:: RECORD SET
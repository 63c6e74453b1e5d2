//! InsureTrack core
//!
//! Domain records for users, policies, claims and notifications, the
//! validation rules they must satisfy, role-based access decisions, and the
//! shared error, configuration and logging facilities used by every other
//! crate in the workspace. Nothing here touches the database.

pub mod access;
pub mod config;
pub mod crypto;
pub mod errors;
pub mod logging_facility;
pub mod model;
pub mod rules;

pub use access::{AccessPolicy, Action, Actor, RoleAccessPolicy, Scope};
pub use config::AppConfig;
pub use errors::{ExError, ExErrorKind, Result, TrackerError};
pub use model::{
    Claim, ClaimInput, ClaimStatus, ClaimUpdate, NewNotification, NewUser, Notification,
    NotificationType, Policy, PolicyInput, PolicyStatus, PolicyType, Registration, Role, User,
};
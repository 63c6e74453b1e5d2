use insuretrack_core_types::schema::FIELD_REQUEST_ID;
use insuretrack_core_types::RequestId;
use thiserror::Error;

/// Result type alias for domain-level checks
pub type Result<T> = std::result::Result<T, TrackerError>;

// ========== Error Facility ==========

/// Canonical error kind taxonomy
///
/// Every failure that crosses a crate boundary is classified by one of these
/// kinds. Each kind maps to a stable code used by the CLI, by tests, and in
/// structured log events.
#[derive(Debug, Clone, Copy, PartialEq, Eq)]
pub enum ExErrorKind {
    // Validation
    InvalidInput,
    NotFound,
    AlreadyExists,
    ConstraintViolation,

    // Backup
    /// A snapshot file parsed but failed schema or referential validation
    InvalidSnapshot,

    // Auth
    Unauthorised,
    Forbidden,

    // Integration/IO
    Io,
    Serialization,
    Persistence,
    Configuration,

    Internal,
}

impl ExErrorKind {
    /// Get the stable error code for this kind
    pub fn code(&self) -> &'static str {
        match self {
            ExErrorKind::InvalidInput => "ERR_INVALID_INPUT",
            ExErrorKind::NotFound => "ERR_NOT_FOUND",
            ExErrorKind::AlreadyExists => "ERR_ALREADY_EXISTS",
            ExErrorKind::ConstraintViolation => "ERR_CONSTRAINT_VIOLATION",
            ExErrorKind::InvalidSnapshot => "ERR_INVALID_SNAPSHOT",
            ExErrorKind::Unauthorised => "ERR_UNAUTHORISED",
            ExErrorKind::Forbidden => "ERR_FORBIDDEN",
            ExErrorKind::Io => "ERR_IO",
            ExErrorKind::Serialization => "ERR_SERIALIZATION",
            ExErrorKind::Persistence => "ERR_PERSISTENCE",
            ExErrorKind::Configuration => "ERR_CONFIGURATION",
            ExErrorKind::Internal => "ERR_INTERNAL",
        }
    }
}

/// Canonical structured error type
///
/// Carries the classification used for programmatic handling plus the
/// context (operation, entity, field) a user-facing message needs.
#[derive(Debug, Clone)]
pub struct ExError {
    kind: ExErrorKind,
    op: Option<String>,
    entity_id: Option<String>,
    field: Option<String>,
    request_id: Option<RequestId>,
    message: String,
}

impl ExError {
    /// Create a new error with the specified kind
    pub fn new(kind: ExErrorKind) -> Self {
        Self {
            kind,
            op: None,
            entity_id: None,
            field: None,
            request_id: None,
            message: String::new(),
        }
    }

    /// Add operation context
    pub fn with_op(mut self, op: impl Into<String>) -> Self {
        self.op = Some(op.into());
        self
    }

    /// Add entity ID context
    pub fn with_entity_id(mut self, id: impl Into<String>) -> Self {
        self.entity_id = Some(id.into());
        self
    }

    /// Name the input field a validation or uniqueness failure belongs to
    pub fn with_field(mut self, field: impl Into<String>) -> Self {
        self.field = Some(field.into());
        self
    }

    /// Add request ID context
    pub fn with_request_id(mut self, request_id: RequestId) -> Self {
        self.request_id = Some(request_id);
        self
    }

    /// Add custom message
    pub fn with_message(mut self, message: impl Into<String>) -> Self {
        self.message = message.into();
        self
    }

    pub fn kind(&self) -> ExErrorKind {
        self.kind
    }

    pub fn code(&self) -> &'static str {
        self.kind.code()
    }

    pub fn op(&self) -> Option<&str> {
        self.op.as_deref()
    }

    pub fn entity_id(&self) -> Option<&str> {
        self.entity_id.as_deref()
    }

    pub fn field(&self) -> Option<&str> {
        self.field.as_deref()
    }

    pub fn request_id(&self) -> Option<&RequestId> {
        self.request_id.as_ref()
    }

    pub fn message(&self) -> &str {
        &self.message
    }
}

impl std::fmt::Display for ExError {
    fn fmt(&self, f: &mut std::fmt::Formatter<'_>) -> std::fmt::Result {
        write!(f, "[{}]", self.code())?;
        if let Some(op) = &self.op {
            write!(f, " in operation '{}'", op)?;
        }
        if !self.message.is_empty() {
            write!(f, ": {}", self.message)?;
        }
        if let Some(field) = &self.field {
            write!(f, " (field: {})", field)?;
        }
        if let Some(entity_id) = &self.entity_id {
            write!(f, " (entity_id: {})", entity_id)?;
        }
        if let Some(request_id) = &self.request_id {
            write!(f, " ({}: {})", FIELD_REQUEST_ID, request_id)?;
        }
        Ok(())
    }
}

impl std::error::Error for ExError {}

// ========== End Error Facility ==========

/// Domain error taxonomy for InsureTrack operations
#[derive(Error, Debug, Clone, PartialEq)]
pub enum TrackerError {
    #[error("User not found: {user_id}")]
    UserNotFound { user_id: i64 },

    #[error("Policy not found: {policy_id}")]
    PolicyNotFound { policy_id: i64 },

    #[error("Claim not found: {claim_id}")]
    ClaimNotFound { claim_id: i64 },

    #[error("Notification not found: {notification_id}")]
    NotificationNotFound { notification_id: i64 },

    #[error("Username already exists: {username}")]
    DuplicateUsername { username: String },

    #[error("Email already registered: {email}")]
    DuplicateEmail { email: String },

    #[error("Policy number already exists: {policy_number}")]
    DuplicatePolicyNumber { policy_number: String },

    #[error("Claim number already exists: {claim_number}")]
    DuplicateClaimNumber { claim_number: String },

    /// A single input field failed validation
    #[error("Invalid {field}: {reason}")]
    InvalidField { field: String, reason: String },

    /// A stored or submitted enum column holds an unknown value
    #[error("Unknown {kind} value: {value}")]
    InvalidEnumValue { kind: String, value: String },

    /// The policy a claim references belongs to somebody else
    #[error("Policy {policy_id} does not belong to user {user_id}")]
    ClaimPolicyOwnerMismatch { policy_id: i64, user_id: i64 },

    #[error("Policy {policy_id} is not active")]
    PolicyNotActive { policy_id: i64 },

    #[error("Access denied for {action}: {reason}")]
    AccessDenied { action: String, reason: String },

    #[error("Invalid username or password")]
    InvalidCredentials,

    #[error("Account is deactivated: {username}")]
    AccountInactive { username: String },

    #[error("Cannot deactivate your own account")]
    CannotDeactivateSelf { user_id: i64 },

    #[error("Serialization error: {message}")]
    Serialization { message: String },
}

impl TrackerError {
    /// Shorthand for a field validation failure
    pub fn invalid_field(field: &str, reason: impl Into<String>) -> Self {
        TrackerError::InvalidField {
            field: field.to_string(),
            reason: reason.into(),
        }
    }
}

/// Conversion from TrackerError to ExError
impl From<TrackerError> for ExError {
    fn from(err: TrackerError) -> Self {
        let message = err.to_string();
        match err {
            TrackerError::UserNotFound { user_id } => ExError::new(ExErrorKind::NotFound)
                .with_entity_id(user_id.to_string())
                .with_message(message),

            TrackerError::PolicyNotFound { policy_id } => ExError::new(ExErrorKind::NotFound)
                .with_entity_id(policy_id.to_string())
                .with_message(message),

            TrackerError::ClaimNotFound { claim_id } => ExError::new(ExErrorKind::NotFound)
                .with_entity_id(claim_id.to_string())
                .with_message(message),

            TrackerError::NotificationNotFound { notification_id } => {
                ExError::new(ExErrorKind::NotFound)
                    .with_entity_id(notification_id.to_string())
                    .with_message(message)
            }

            TrackerError::DuplicateUsername { .. } => ExError::new(ExErrorKind::AlreadyExists)
                .with_field("username")
                .with_message(message),

            TrackerError::DuplicateEmail { .. } => ExError::new(ExErrorKind::AlreadyExists)
                .with_field("email")
                .with_message(message),

            TrackerError::DuplicatePolicyNumber { .. } => {
                ExError::new(ExErrorKind::AlreadyExists)
                    .with_field("policy_number")
                    .with_message(message)
            }

            TrackerError::DuplicateClaimNumber { .. } => ExError::new(ExErrorKind::AlreadyExists)
                .with_field("claim_number")
                .with_message(message),

            TrackerError::InvalidField { field, .. } => ExError::new(ExErrorKind::InvalidInput)
                .with_field(field)
                .with_message(message),

            TrackerError::InvalidEnumValue { kind, .. } => {
                ExError::new(ExErrorKind::InvalidInput)
                    .with_field(kind)
                    .with_message(message)
            }

            TrackerError::ClaimPolicyOwnerMismatch { policy_id, .. } => {
                ExError::new(ExErrorKind::ConstraintViolation)
                    .with_entity_id(policy_id.to_string())
                    .with_field("policy_id")
                    .with_message(message)
            }

            TrackerError::PolicyNotActive { policy_id } => ExError::new(ExErrorKind::InvalidInput)
                .with_entity_id(policy_id.to_string())
                .with_field("policy_id")
                .with_message(message),

            TrackerError::AccessDenied { action, .. } => ExError::new(ExErrorKind::Forbidden)
                .with_op(action)
                .with_message(message),

            TrackerError::InvalidCredentials => {
                ExError::new(ExErrorKind::Unauthorised).with_message(message)
            }

            TrackerError::AccountInactive { username } => ExError::new(ExErrorKind::Unauthorised)
                .with_entity_id(username)
                .with_message(message),

            TrackerError::CannotDeactivateSelf { user_id } => {
                ExError::new(ExErrorKind::Forbidden)
                    .with_entity_id(user_id.to_string())
                    .with_message(message)
            }

            TrackerError::Serialization { .. } => {
                ExError::new(ExErrorKind::Serialization).with_message(message)
            }
        }
    }
}

impl From<serde_json::Error> for TrackerError {
    fn from(err: serde_json::Error) -> Self {
        TrackerError::Serialization {
            message: err.to_string(),
        }
    }
}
::::
#### WHAT IS EXPECTED:
Show all lines above holding the word "Result".

#### YOUR RESPONSE:
pub use errors::{ExError, ExErrorKind, Result, TrackerError};
/// Result type alias for domain-level checks
pub type Result<T> = std::result::Result<T, TrackerError>;
    fn fmt(&self, f: &mut std::fmt::Formatter<'_>) -> std::fmt::Result {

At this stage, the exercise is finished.